Eunice’s review: I have a theory that everyone has a Sandra Bullock movie. For my sister in-law it’s The Lake House, for a PA I work with it’s Miss Congeniality, Bro1 The Proposal, for two of my friends it’s Practical Magic and Murder By Numbers, respectively. So on so forth and all the rest.

This is data I’ve gathered from years of listening to conversations, and what a person’s Sandra Bullock movie is says a lot about how their tastes run. I mean I haven’t taken this to Seven Degrees of Kevin Bacon levels of thought time, but it is something I’ve noticed.

I would’ve been eight or nine when the first of MY Bullock movies came out: Love Potion No. 9, which the next year was replaced by Demolition Man (if you want to judge a nine/ten year old’s taste in movies go ahead, but the “Chief, you can take this job, and you can shovel it.” line still cracks me up). The year after that it was Speed.

And then came While You Were Sleeping. It has yet to be dethroned.

After her last relative, her father, dies, Lucy (Sandra Bullock) is a lonely woman. Her dream is to travel, but more specifically to go to Florence, just so she can get a stamp in her passport.

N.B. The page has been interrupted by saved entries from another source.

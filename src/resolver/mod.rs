//! Reference table loading.
//!
//! Both lookup tables are read once from CSV at startup and are
//! immutable afterwards.

pub mod protocol;
pub mod tag;

pub use protocol::ProtocolTable;
pub use tag::TagTable;

use crate::error::{FlowTagError, Result};
use csv::{ReaderBuilder, StringRecord, Trim};
use std::fs::File;
use std::io::Read;
use std::path::Path;

/// Open a reference file, mapping open failures to `UnreadableSource`.
fn open_source(path: &Path) -> Result<File> {
    File::open(path).map_err(|source| FlowTagError::UnreadableSource {
        path: path.to_path_buf(),
        source,
    })
}

/// Build a header-aware CSV reader over any byte source.
fn csv_reader<R: Read>(reader: R) -> csv::Reader<R> {
    ReaderBuilder::new()
        .has_headers(true)
        .trim(Trim::Headers)
        .flexible(true)
        .from_reader(reader)
}

/// Locate the required columns by header name.
fn column_indices<const N: usize>(
    headers: &StringRecord,
    required: [&str; N],
    source_name: &str,
) -> Result<[usize; N]> {
    let mut indices = [0usize; N];
    for (slot, name) in indices.iter_mut().zip(required) {
        *slot = headers.iter().position(|h| h == name).ok_or_else(|| {
            FlowTagError::malformed(source_name, 1, format!("missing column '{}'", name))
        })?;
    }
    Ok(indices)
}

/// Fetch a column from a row, failing when the row is too short.
///
/// Values are returned untrimmed; callers trim the columns they parse.
fn field<'r>(
    record: &'r StringRecord,
    index: usize,
    name: &str,
    source_name: &str,
) -> Result<&'r str> {
    record.get(index).ok_or_else(|| {
        FlowTagError::malformed(
            source_name,
            line_of(record),
            format!("missing column '{}'", name),
        )
    })
}

/// 1-based line number of a record, for error messages.
fn line_of(record: &StringRecord) -> u64 {
    record.position().map(|p| p.line()).unwrap_or(0)
}

/// Convert a CSV read error into reference-data corruption.
fn csv_error(err: csv::Error, source_name: &str) -> FlowTagError {
    let line = err.position().map(|p| p.line()).unwrap_or(0);
    FlowTagError::malformed(source_name, line, err.to_string())
}
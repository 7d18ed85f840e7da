use axum::http::{HeaderMap, HeaderValue};
use percent_encoding::percent_decode_str;
use tracing::warn;

use crate::authorizer::{deny_to_error, AuthSource, Decision};
use crate::error::{AppError, AppResult};
use crate::types::PurchaseClaim;
use crate::AppState;

/// Request and response header carrying the bearer token.
pub const TOKEN_HEADER: &str = "divisibill-token";
/// Request header carrying a URL-encoded JSON purchase claim.
pub const PURCHASE_HEADER: &str = "divisibill-android-purchase";

pub fn bearer_token(headers: &HeaderMap) -> Option<&str> {
    headers
        .get(TOKEN_HEADER)
        .and_then(|value| value.to_str().ok())
        .map(str::trim)
        .filter(|token| !token.is_empty())
}

/// The purchase claim in the request headers, if one is present and parses.
pub fn purchase_claim(headers: &HeaderMap) -> Option<PurchaseClaim> {
    let raw = headers.get(PURCHASE_HEADER)?.to_str().ok()?;
    let json = match percent_decode_str(raw).decode_utf8() {
        Ok(json) => json,
        Err(e) => {
            warn!(error = %e, "purchase header is not valid UTF-8");
            return None;
        }
    };
    match PurchaseClaim::from_json(&json) {
        Ok(claim) => Some(claim),
        Err(e) => {
            warn!(error = %e, "could not deserialize purchase header");
            None
        }
    }
}

/// Response headers handing a newly issued token back to the client.
pub fn token_headers(token: Option<String>) -> AppResult<HeaderMap> {
    let mut headers = HeaderMap::new();
    if let Some(token) = token {
        let value = HeaderValue::from_str(&token)
            .map_err(|e| AppError::InternalError(format!("token header: {e}")))?;
        headers.insert(TOKEN_HEADER, value);
    }
    Ok(headers)
}

/// Authorize a request by token or Pro license header.
///
/// Returns the user key and, when authorized by the license, any token the
/// client should use from now on.
pub async fn authorize_request(
    state: &AppState,
    headers: &HeaderMap,
) -> AppResult<(String, Option<String>)> {
    let authorizer = &state.authorizer;
    let claim = purchase_claim(headers)
        .filter(|claim| claim.is_pro_license(authorizer.expected_package_name()));

    match authorizer.authorize(bearer_token(headers), claim.as_ref()).await? {
        Decision::Authorized(auth) if auth.source == AuthSource::Claim => {
            let token = authorizer.issue_token(&auth.user_key)?;
            Ok((auth.user_key, token))
        }
        Decision::Authorized(auth) => Ok((auth.user_key, None)),
        Decision::Denied(reason) => Err(deny_to_error(reason)),
    }
}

Unfortunately, she’s stuck as a token collector for the CTA in Chicago, watching people and life pass her by. The one thing she looks forward to is when her dream man (Peter Gallagher) passes her booth on the way to his train everyday. Christmas comes around and, as the only one without family, Lucy is the go to worker during holidays. So she’s the only one around to save Dream Man’s life when he’s pushed off the platform and gets knocked into a coma. She goes along to the hospital, and after one big misunderstanding gets mistaken for his (turns out his name is Peter) fiance.

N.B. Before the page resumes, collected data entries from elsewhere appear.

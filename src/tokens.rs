use chrono::{NaiveDateTime, Utc};
use diesel::prelude::*;
use diesel::sqlite::SqliteConnection;
use rand::distributions::Alphanumeric;
use rand::Rng;
use tracing::{error, info};

use crate::config::TokenPolicy;
use crate::db::DbPool;
use crate::error::{AppError, AppResult};
use crate::model::TokenRecord;
use crate::schema::tokens::dsl;

const TOKEN_LENGTH: usize = 50;

/// A random alphanumeric bearer token from the thread-local CSPRNG.
pub fn generate_token() -> String {
    rand::thread_rng()
        .sample_iter(&Alphanumeric)
        .take(TOKEN_LENGTH)
        .map(char::from)
        .collect()
}

/// Short-lived bearer tokens that stand in for a verified purchase.
#[derive(Clone)]
pub struct TokenStore {
    pool: DbPool,
    policy: TokenPolicy,
}

impl TokenStore {
    pub fn new(pool: DbPool, policy: TokenPolicy) -> Self {
        Self { pool, policy }
    }

    fn is_expiring(&self, time_expired: NaiveDateTime, now: NaiveDateTime) -> bool {
        let remaining = time_expired - now;
        remaining
            < chrono::Duration::from_std(self.policy.renew_window)
                .unwrap_or_else(|_| chrono::Duration::zero())
    }

    /// Issue a token for `user_key` if it has none, or replace one that is about to expire.
    ///
    /// Returns `None` when the current token is still good, in which case the
    /// caller should not send anything new to the client.
    pub fn issue_or_rotate(&self, user_key: &str) -> AppResult<Option<String>> {
        if user_key.is_empty() {
            return Err(AppError::Invalid("user key is required".to_string()));
        }

        let mut conn = self.pool.get()?;
        let now = Utc::now().naive_utc();

        let current: Option<TokenRecord> = dsl::tokens
            .filter(dsl::pro_order_id.eq(user_key))
            .order(dsl::time_expired.desc())
            .select(TokenRecord::as_select())
            .first(&mut conn)
            .optional()?;

        match current {
            None => {
                info!(user_key, "no stored token, issuing one");
                self.insert_new(&mut conn, user_key, now).map(Some)
            }
            Some(record) if self.is_expiring(record.time_expired, now) => {
                info!(user_key, "token expiring, issuing a replacement");
                self.replace(&mut conn, user_key, &record, now).map(Some)
            }
            Some(_) => {
                info!(user_key, "token is not expiring");
                Ok(None)
            }
        }
    }

    /// Delete `expiring` and store a fresh token in its place.
    fn replace(
        &self,
        conn: &mut SqliteConnection,
        user_key: &str,
        expiring: &TokenRecord,
        now: NaiveDateTime,
    ) -> AppResult<String> {
        // Zero rows means another request already removed it.
        let deleted = diesel::delete(dsl::tokens.find(&expiring.token))
            .execute(conn)
            .map_err(|e| {
                error!(user_key, error = %e, "unable to remove expiring token");
                AppError::Conflict(format!("token removal failed: {e}"))
            })?;
        if deleted == 0 {
            info!(user_key, "expiring token already removed");
        }
        self.insert_new(conn, user_key, now)
    }

    fn insert_new(
        &self,
        conn: &mut SqliteConnection,
        user_key: &str,
        now: NaiveDateTime,
    ) -> AppResult<String> {
        let lifetime = chrono::Duration::from_std(self.policy.lifetime)
            .map_err(|e| AppError::InternalError(format!("invalid token lifetime: {e}")))?;
        let record = TokenRecord {
            token: generate_token(),
            pro_order_id: user_key.to_string(),
            time_expired: now + lifetime,
        };

        diesel::insert_into(dsl::tokens)
            .values(&record)
            .execute(conn)
            .map_err(|e| {
                error!(user_key, error = %e, "token not stored");
                AppError::from(e)
            })?;

        Ok(record.token)
    }

    /// The user key for a live token, or `None` if it is unknown or expired.
    pub fn resolve(&self, token: &str) -> AppResult<Option<String>> {
        if token.is_empty() {
            return Ok(None);
        }

        let mut conn = self.pool.get()?;
        let record: Option<TokenRecord> = dsl::tokens
            .find(token)
            .select(TokenRecord::as_select())
            .first(&mut conn)
            .optional()?;

        match record {
            Some(record) if record.time_expired > Utc::now().naive_utc() => {
                Ok(Some(record.pro_order_id))
            }
            Some(_) => {
                info!("token is not current");
                Ok(None)
            }
            None => {
                info!("token not found");
                Ok(None)
            }
        }
    }
}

When Peter’s family shows up, Lucy sees the mix up, but is afraid of giving Grandma (Glynis Johns who is absolutely hilarious) a heart attack and decides to wait for a better time, like when Peter wakes up.

Of course the further she goes on the harder telling the truth becomes because she starts to fall in love with the idea of being accepted into this family and not being alone during the holidays for once. There’s just one snag, Peter’s brother Jack (Bill Pullman) knows something isn’t on the up and up. But during his attempts to catch Lucy in a lie, he ends up liking her. Like a lot. And she kinda likes him too.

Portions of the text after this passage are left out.